ABOB’s founding was documented in a short film by Shimano that captured Kailey Kornhauser and Marley Blonsky’s mission to invite people of all sizes to ride bikes and change the idea of what it means to be a cyclist.
Dorward said that she and other ABOB Denver chapter leads Tara Businski, Daniela Young, and Beth Forster came together to create a local chapter.
Dorward had met Young through a former job and was delighted to discover she was into bikes. The rest of the chapter leads met through IG when ABOB founder Blonksy announced she was hoping to form new chapters.
In order to cultivate awareness, they realized they had to unpack the different layers and nuances of bike culture.
“We all wanted to create an inclusive biking community space for all body sizes that we personally couldn’t quite find in the Denver area,” Dorward said.
“We all loved the mission, vision, and values of ABOB, so it made sense to bring that to Colorado,” they explained.

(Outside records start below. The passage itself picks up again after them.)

//! Line collection from cursors and index pairing.

use crate::comments::{Comment, CommentIndex, FileVersionId};
use crate::diff::{LineCursor, LineSource};

/// One line read from a cursor with the comments anchored on it.
#[derive(Debug, Clone, PartialEq, Eq)]
pub(super) struct LineEntry {
    pub line_number: usize,
    pub text: String,
    pub comments: Vec<Comment>,
}

/// Read up to `count` lines from `cursor`, stopping early at EOF.
pub(super) fn collect_entries<S: LineSource>(
    cursor: &mut LineCursor<S>,
    count: usize,
    index: &CommentIndex,
    version: FileVersionId,
) -> Vec<LineEntry> {
    let mut entries = Vec::with_capacity(count);
    for _ in 0..count {
        let Some(text) = cursor.advance().map(str::to_owned) else {
            break;
        };
        let line_number = cursor.line_number();
        entries.push(LineEntry {
            line_number,
            text,
            comments: index.comments_at(version, line_number).to_vec(),
        });
    }
    entries
}

/// Base and diff entries sharing one row.
#[derive(Debug, Clone, PartialEq, Eq)]
pub(super) struct PairedLine {
    pub base: Option<LineEntry>,
    pub diff: Option<LineEntry>,
}

impl PairedLine {
    pub fn has_comments(&self) -> bool {
        [&self.base, &self.diff]
            .into_iter()
            .flatten()
            .any(|entry| !entry.comments.is_empty())
    }
}

/// Pair entries by position; the shorter side is padded with `None`.
pub(super) fn pair_entries(base: Vec<LineEntry>, diff: Vec<LineEntry>) -> Vec<PairedLine> {
    let rows = base.len().max(diff.len());
    let mut base = base.into_iter();
    let mut diff = diff.into_iter();
    (0..rows)
        .map(|_| PairedLine {
            base: base.next(),
            diff: diff.next(),
        })
        .collect()
}
//! Stored revision text and stacked-delta reconstruction.
//!
//! A revision is stored either as full text or as normal-format hunks against
//! an earlier revision. Reconstruction walks the delta chain down to a full
//! revision and stacks one [`PatchedTextReader`] per delta on top of it.

use std::collections::{HashMap, HashSet};

use tracing::debug;

use crate::comments::FileVersionId;
use crate::diff::{LineCursor, LineSource, PatchedTextReader, TextLines};
use crate::errors::RevisionError;

/// How one revision's text is stored.
#[derive(Debug, Clone, PartialEq, Eq)]
pub enum StoredRevision {
    Full(String),
    /// Hunks that turn `base` into this revision
    Delta {
        base: FileVersionId,
        hunks: String,
    },
}

/// Lookup of stored revisions, implemented by the persistence layer.
pub trait RevisionStore {
    fn fetch(&self, id: FileVersionId) -> Option<StoredRevision>;
}

/// In-memory [`RevisionStore`].
#[derive(Debug, Clone, Default)]
pub struct MemoryRevisionStore {
    revisions: HashMap<FileVersionId, StoredRevision>,
}

impl MemoryRevisionStore {
    #[must_use]
    pub fn new() -> Self {
        Self::default()
    }

    pub fn insert_full(&mut self, id: FileVersionId, text: impl Into<String>) {
        self.revisions.insert(id, StoredRevision::Full(text.into()));
    }

    pub fn insert_delta(
        &mut self,
        id: FileVersionId,
        base: FileVersionId,
        hunks: impl Into<String>,
    ) {
        self.revisions.insert(
            id,
            StoredRevision::Delta {
                base,
                hunks: hunks.into(),
            },
        );
    }
}

impl RevisionStore for MemoryRevisionStore {
    fn fetch(&self, id: FileVersionId) -> Option<StoredRevision> {
        self.revisions.get(&id).cloned()
    }
}

/// Full text at the bottom of a chain plus the deltas above it, newest first.
struct DeltaChain {
    full: String,
    deltas: Vec<String>,
}

fn resolve_chain(
    store: &impl RevisionStore,
    id: FileVersionId,
) -> Result<DeltaChain, RevisionError> {
    let mut deltas = Vec::new();
    let mut seen = HashSet::new();
    let mut current = id;

    loop {
        if !seen.insert(current) {
            return Err(RevisionError::DeltaCycle(id));
        }
        let stored = store.fetch(current).ok_or(if current == id {
            RevisionError::RevisionNotFound(id)
        } else {
            RevisionError::BaseRevisionNotFound {
                revision: id,
                base: current,
            }
        })?;

        match stored {
            StoredRevision::Full(full) => return Ok(DeltaChain { full, deltas }),
            StoredRevision::Delta { base, hunks } => {
                deltas.push(hunks);
                current = base;
            }
        }
    }
}

/// Reconstruct the full text of revision `id`.
///
/// Every line of the result is newline-terminated.
///
/// # Errors
///
/// Returns [`RevisionError::RevisionNotFound`] if `id` is not stored,
/// [`RevisionError::BaseRevisionNotFound`] if a delta's base is missing and
/// [`RevisionError::DeltaCycle`] if the chain loops.
pub fn reconstruct(store: &impl RevisionStore, id: FileVersionId) -> Result<String, RevisionError> {
    let chain = resolve_chain(store, id)?;
    debug!(revision = %id, deltas = chain.deltas.len(), "reconstructing revision");

    let mut source: Box<dyn LineSource + '_> = Box::new(TextLines::new(&chain.full));
    for hunks in chain.deltas.iter().rev() {
        source = Box::new(PatchedTextReader::new(LineCursor::new(source), hunks));
    }

    let mut text = String::new();
    while let Some(line) = source.read_line() {
        text.push_str(&line);
        text.push('\n');
    }
    Ok(text)
}

#[cfg(test)]
mod tests {
    use super::*;

    const V1: FileVersionId = FileVersionId(1);
    const V2: FileVersionId = FileVersionId(2);
    const V3: FileVersionId = FileVersionId(3);

    #[test]
    fn test_full_revision() {
        let mut store = MemoryRevisionStore::new();
        store.insert_full(V1, "a\nb");

        assert_eq!(reconstruct(&store, V1), Ok("a\nb\n".to_string()));
    }

    #[test]
    fn test_stacked_deltas() {
        let mut store = MemoryRevisionStore::new();
        store.insert_full(V1, "a\nb\nc\n");
        store.insert_delta(V2, V1, "2c2\n< b\n---\n> B\n");
        store.insert_delta(V3, V2, "0a1\n> top\n3d3\n< c\n");

        assert_eq!(reconstruct(&store, V2).as_deref(), Ok("a\nB\nc\n"));
        assert_eq!(reconstruct(&store, V3).as_deref(), Ok("top\na\nB\n"));
    }

    #[test]
    fn test_missing_revision() {
        let store = MemoryRevisionStore::new();
        assert_eq!(reconstruct(&store, V1), Err(RevisionError::RevisionNotFound(V1)));
    }

    #[test]
    fn test_missing_base_revision() {
        let mut store = MemoryRevisionStore::new();
        store.insert_delta(V3, V2, "1d0\n< a\n");

        let err = reconstruct(&store, V3).expect_err("base is missing");
        assert_eq!(
            err,
            RevisionError::BaseRevisionNotFound {
                revision: V3,
                base: V2
            }
        );
        assert_eq!(err.to_string(), "base revision 2 not found (needed by revision 3)");
    }

    #[test]
    fn test_cyclic_chain() {
        let mut store = MemoryRevisionStore::new();
        store.insert_delta(V1, V2, "");
        store.insert_delta(V2, V1, "");

        assert_eq!(reconstruct(&store, V1), Err(RevisionError::DeltaCycle(V1)));
    }
}
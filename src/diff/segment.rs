//! Typed segments over the base file
//!
//! Classification runs in two phases: every hunk is parsed first (hunk lists
//! are small and bounded), then segment extents are resolved against the base
//! file's known line count, so the trailing unchanged run has a real length.

use serde::Serialize;

use super::parse::{Hunk, HunkTokenizer};

#[derive(Debug, Clone, Copy, PartialEq, Eq, Hash, Serialize)]
#[serde(rename_all = "snake_case")]
pub enum SegmentKind {
    Unchanged,
    Added,
    Deleted,
    Changed,
}

/// A contiguous run of lines with one change type.
#[derive(Debug, Clone, Copy, PartialEq, Eq, Serialize)]
pub struct Segment {
    pub kind: SegmentKind,
    /// First base line covered (for `Added`, the base line the insert precedes)
    pub base_start: usize,
    pub base_line_count: usize,
    pub diff_line_count: usize,
}

impl Segment {
    #[must_use]
    pub const fn unchanged(base_start: usize, count: usize) -> Self {
        Self {
            kind: SegmentKind::Unchanged,
            base_start,
            base_line_count: count,
            diff_line_count: count,
        }
    }

    fn from_hunk(hunk: &Hunk) -> Option<Self> {
        let kind = match (hunk.base_count(), hunk.diff_count()) {
            (0, 0) => return None,
            (_, 0) => SegmentKind::Deleted,
            (0, _) => SegmentKind::Added,
            _ => SegmentKind::Changed,
        };
        Some(Self {
            kind,
            base_start: hunk.effect_line(),
            base_line_count: hunk.base_count(),
            diff_line_count: hunk.diff_count(),
        })
    }

    /// Rows the segment occupies once both sides are paired.
    #[must_use]
    pub const fn row_count(&self) -> usize {
        if self.base_line_count > self.diff_line_count {
            self.base_line_count
        } else {
            self.diff_line_count
        }
    }

    /// First base line after the segment.
    #[must_use]
    pub const fn base_end(&self) -> usize {
        self.base_start.saturating_add(self.base_line_count)
    }
}

/// Parsed hunks of one comparison, ready to be resolved into segments.
#[derive(Debug, Clone, Default)]
pub struct SegmentClassifier {
    hunks: Vec<Hunk>,
}

impl SegmentClassifier {
    pub fn new(hunks: impl IntoIterator<Item = Hunk>) -> Self {
        Self {
            hunks: hunks.into_iter().collect(),
        }
    }

    /// Parse raw normal-format hunk text.
    #[must_use]
    pub fn parse(hunk_text: &str) -> Self {
        Self::new(HunkTokenizer::new(hunk_text))
    }

    #[must_use]
    pub fn hunks(&self) -> &[Hunk] {
        &self.hunks
    }

    /// Resolve the segment sequence for a base file of `base_line_total` lines.
    ///
    /// Unchanged segments fill the gaps before, between and after hunks;
    /// zero-length gaps produce nothing. The base counts tile
    /// `1..=base_line_total` for hunks that arrive in order.
    #[must_use]
    pub fn segments(&self, base_line_total: usize) -> Vec<Segment> {
        let mut segments = Vec::with_capacity(self.hunks.len() * 2 + 1);
        let mut next_base = 1;

        for hunk in &self.hunks {
            let Some(segment) = Segment::from_hunk(hunk) else {
                continue;
            };
            if segment.base_start > next_base {
                segments.push(Segment::unchanged(
                    next_base,
                    segment.base_start - next_base,
                ));
            }
            next_base = next_base.max(segment.base_end());
            segments.push(segment);
        }

        if base_line_total >= next_base {
            segments.push(Segment::unchanged(
                next_base,
                base_line_total - next_base + 1,
            ));
        }

        segments
    }
}

/// Classify raw hunk text against a base of `base_line_total` lines.
#[must_use]
pub fn classify(hunk_text: &str, base_line_total: usize) -> Vec<Segment> {
    SegmentClassifier::parse(hunk_text).segments(base_line_total)
}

There was a great need for Denver-area cyclists of all abilities to ride in a judgment-free group that was being unmet, in their opinion.
“Our chapter leads have diverse backgrounds ourselves and understand how important it is to create community. The national ABOB infrastructure opens up connections and resources that we wouldn’t have on our own as four people stoked to ride bikes with other people,” Dorward continued.
The inaugural ride
Based on the large turnout for their inaugural ride (over 50 riders attended from the Denver metro area, Fort Collins, and Colorado Springs) in March, it seems that others shared their view.
In fact, other cycling groups including Queers Plus Bikes, Ride for Racial Justice, Black Girls Do Bike, Fems & Thems Denver Biking, Littleton Social Cycle, and Radical Adventure Riders appeared at the ride to show their support.
United by their enthusiasm for riding bikes, the diversity of participants was evidenced by their ages, attire and bikes- exactly the type of inclusive group Dorward had hoped for.
“There were people in sweats, jeans, spandex/lycra, heavy coats, windbreakers, sneakers, and clipless shoes. There were all kinds of bikes including road, e-bikes, gravel, and hybrids!” exclaimed Dorward.
“We actually did a post-ride survey to learn more about what folks thought. There was a lot of celebration of how welcoming we were, the pace, for providing the route ahead of time, and for our pre-ride safety talk,” they added.
Interested in ABOB Denver? There are plenty of ways to support the chapter, aside from joining rides. Visit their IG at allbodiesonbikes_denver, or contact Dorward at email@example.com.
ABOB Denver’s next rides are: May 21 (6 or 12 mile gravel ride) at Waterton Canyon, June 4 (paved Pride Ride between Cheesman and Wash Park), July 9 (5 or 10 mile ride) along the Platte River Trail, and a September 24 ride to Golden and back from Denver.